Dignify and Deploy 10: Artists

John Wimber would’ve hated that title. Not that he wasn’t a super-accomplished musician worth his weight in gold as an arranger of popular music. He just didn’t care for the preening ‘creative’ who strove for personal glory rather than God’s.

John loved music from the start and developed an ear for its poetic logic. As a child he was inclined to rhythm and blues, and jazz, mostly black music. He learned sax and piano; he could write music, sing well, and began to arrange pieces for various bands. He possessed a musical sophistication beyond his years. After a host of gigs and associations, he began to play and arrange music for the Righteous Brothers, forerunners of ‘blue-eyed soul’ (jazzy white guys) who were cresting. At the time of John’s conversion in the early sixties, his ‘Righteous Brothers’ had two hits in the top ten and planned to tour with the Beatles.

John knew something of popular culture—his gifts and discipline could’ve landed him a long run making money. As an arranger, he did the hardest work behind the popular song. He was its catalyst. Of note: his ‘arranging’ gifts gave him an innate knack for bringing together each musical part deemed essential to create the best sound (apostolic leadership, anyone?); it also primed him to distill the best words and music to glorify God. John was a master artist who, to glorify His Master, made beautiful music. More than that, he dignified persons around the world by deploying them to pen and sing simple love songs to the Savior.

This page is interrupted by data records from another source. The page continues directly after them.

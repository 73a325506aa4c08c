// Worker binary and application directory discovery
// Shared by the host binary and by Config::from_env()

use crate::config::HostMode;
use std::path::{Path, PathBuf};

/// Directory bundled next to the host that holds the worker executables
pub const WORKER_BIN_DIR: &str = "python-binaries";

/// Platform-specific application-data directory (cookie backup, host state)
pub fn app_data_dir() -> Option<PathBuf> {
    #[cfg(target_os = "macos")]
    {
        dirs::home_dir().map(|h| h.join("Library/Application Support/Webrecorder Player"))
    }

    #[cfg(target_os = "windows")]
    {
        dirs::config_dir().map(|d| d.join("Webrecorder Player"))
    }

    #[cfg(target_os = "linux")]
    {
        dirs::config_dir().map(|d| d.join("webrecorder-player"))
    }

    #[cfg(not(any(target_os = "macos", target_os = "windows", target_os = "linux")))]
    {
        dirs::home_dir().map(|h| h.join(".webrecorder-player"))
    }
}

/// The user's downloads directory, falling back to ~/Downloads
pub fn downloads_dir() -> PathBuf {
    dirs::download_dir()
        .or_else(|| dirs::home_dir().map(|h| h.join("Downloads")))
        .unwrap_or_else(std::env::temp_dir)
}

/// File name of the worker executable for a host mode
pub fn worker_exe_name(mode: HostMode) -> String {
    let stem = match mode {
        HostMode::Desktop => "webrecorder",
        HostMode::Player => "webrecorder_player",
    };
    if cfg!(windows) {
        format!("{stem}.exe")
    } else {
        stem.to_string()
    }
}

/// Directories searched for a bundled worker, relative to the host executable.
///
/// Covers the development layout (`target/<profile>/`), an unpacked bundle
/// (`<app>/python-binaries/`) and the macOS `.app` resources directory.
pub fn bundled_worker_dirs(exe_dir: &Path) -> Vec<PathBuf> {
    let mut dirs = vec![exe_dir.join(WORKER_BIN_DIR)];

    if let Some(parent) = exe_dir.parent() {
        dirs.push(parent.join(WORKER_BIN_DIR));

        #[cfg(target_os = "macos")]
        dirs.push(parent.join("Resources").join(WORKER_BIN_DIR));
    }

    dirs
}

/// Resolve the worker executable for `mode`.
///
/// Resolution order:
/// 1) `python-binaries/` next to (or one level above) `current_exe()`
/// 2) `PATH` lookup of the executable name
pub fn resolve_worker_path(mode: HostMode) -> Option<PathBuf> {
    let exe_name = worker_exe_name(mode);

    if let Ok(exe) = std::env::current_exe() {
        if let Some(dir) = exe.parent() {
            for candidate_dir in bundled_worker_dirs(dir) {
                let candidate = candidate_dir.join(&exe_name);
                if candidate.is_file() {
                    return Some(candidate);
                }
            }
        }
    }

    which::which(&exe_name).ok()
}
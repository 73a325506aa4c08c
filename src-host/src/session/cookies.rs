// Cookie records and the live/persisted merge

use serde::{Deserialize, Serialize};
use serde_json::{Map, Value};
use std::collections::HashSet;

fn default_path() -> String {
    "/".to_string()
}

/// One cookie as stored in the partition jar and in `cookie-backup.json`.
///
/// Attributes the host doesn't interpret (`secure`, `httpOnly`, `sameSite`,
/// ...) are kept in `extra` and written back unchanged.
#[derive(Debug, Clone, PartialEq, Serialize, Deserialize)]
#[serde(rename_all = "camelCase")]
pub struct CookieRecord {
    pub name: String,
    #[serde(default)]
    pub value: String,
    #[serde(default)]
    pub domain: String,
    #[serde(default = "default_path")]
    pub path: String,
    #[serde(default, skip_serializing_if = "Option::is_none")]
    pub expiration_date: Option<f64>,
    #[serde(flatten)]
    pub extra: Map<String, Value>,
}

impl CookieRecord {
    pub fn new(
        name: impl Into<String>,
        domain: impl Into<String>,
        path: impl Into<String>,
        value: impl Into<String>,
    ) -> Self {
        Self {
            name: name.into(),
            value: value.into(),
            domain: domain.into(),
            path: path.into(),
            expiration_date: None,
            extra: Map::new(),
        }
    }
}

/// Identity of a cookie: `(name, domain, path)`
#[derive(Debug, Clone, PartialEq, Eq, Hash)]
pub struct CookieKey {
    pub name: String,
    pub domain: String,
    pub path: String,
}

impl CookieKey {
    pub fn of(cookie: &CookieRecord) -> Self {
        Self {
            name: cookie.name.clone(),
            domain: cookie.domain.clone(),
            path: cookie.path.clone(),
        }
    }
}

/// Union of the live jar and the previously persisted store.
///
/// Live cookies come first and win on key collision; no key appears twice
/// in the result.
pub fn merge_cookies(live: Vec<CookieRecord>, persisted: Vec<CookieRecord>) -> Vec<CookieRecord> {
    let mut seen = HashSet::with_capacity(live.len() + persisted.len());
    let mut merged = Vec::with_capacity(live.len() + persisted.len());

    for cookie in live.into_iter().chain(persisted) {
        if seen.insert(CookieKey::of(&cookie)) {
            merged.push(cookie);
        }
    }

    merged
}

If Wimber was weaned on jazz, Wojtyla thrived on Polish romantic literature. Here dashing characters overthrew Poland’s oppressors. Embellished historic accounts had a spiritual core, e.g. the Church, who was decisive and often miraculous in affording Poland hard-won victory over invaders. Jesus and Mary led the charge of Polish revolutionaries who fought for national dignity.

Wojtyla loved this literary spirit of Polish freedom, her fight to define herself according to the truth. That carried over in to his love for theater, with which he ‘was obsessed‘ (his own account). Teen Karol acted as much as he could in school and community theater. He began to write plays as well. Later, in Krakow, Karol graduated to the Rhapsodic Theater where a band of young dramatists wrote and acted in plays as an eloquent weapon against Nazi occupiers. This ‘Theater of the Living Word’ emphasized the moral tension each person faces amidst such evil.

As an actor and poet in this vein, Wojtyla honed a lens through which he saw each human person as a player in his own spiritual and moral drama. An adventure—will one heroically aspire and become free? Or will he settle for less, at the cost of his own dignity? In this way, Wojtyla energized conversion. His summon to all people to fight valiantly for freedom in the dignity of truth, regardless of cost, is rooted in a prophetic, artistic soul.

“Father, help us to heed the poet who sings and speaks to our deepest heart. Summon what is most true in us and help us to fight for our good, and the good of others.

Come Holy Spirit, liberate what is true and beautiful from what debases us. May we not settle but aspire to the dignity of our sexual humanity. May we grow into ‘mature expressions of the gift’ by helping others do the same. Deployed to dignify, we ‘harness the John force.’”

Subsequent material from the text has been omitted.